* WORK INSTRUCTIONS
Among the lines below, count those with "never". Give the total alone.

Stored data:
----------------------------------------

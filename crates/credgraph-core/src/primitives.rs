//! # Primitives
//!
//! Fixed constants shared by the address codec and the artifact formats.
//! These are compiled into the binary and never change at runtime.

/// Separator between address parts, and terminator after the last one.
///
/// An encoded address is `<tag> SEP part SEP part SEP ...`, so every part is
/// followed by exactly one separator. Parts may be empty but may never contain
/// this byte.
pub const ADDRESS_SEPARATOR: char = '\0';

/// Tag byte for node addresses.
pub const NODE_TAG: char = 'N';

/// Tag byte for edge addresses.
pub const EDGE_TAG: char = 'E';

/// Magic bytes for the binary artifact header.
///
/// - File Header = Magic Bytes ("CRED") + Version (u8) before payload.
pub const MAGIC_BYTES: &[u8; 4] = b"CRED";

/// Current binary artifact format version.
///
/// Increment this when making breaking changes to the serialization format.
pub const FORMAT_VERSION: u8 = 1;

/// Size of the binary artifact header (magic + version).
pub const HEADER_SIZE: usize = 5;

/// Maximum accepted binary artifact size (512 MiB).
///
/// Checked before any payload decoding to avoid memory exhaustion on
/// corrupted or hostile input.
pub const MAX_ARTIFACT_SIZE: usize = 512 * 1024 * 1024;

----------------------------------------

* RESPONSE TO THE EXERCISE
2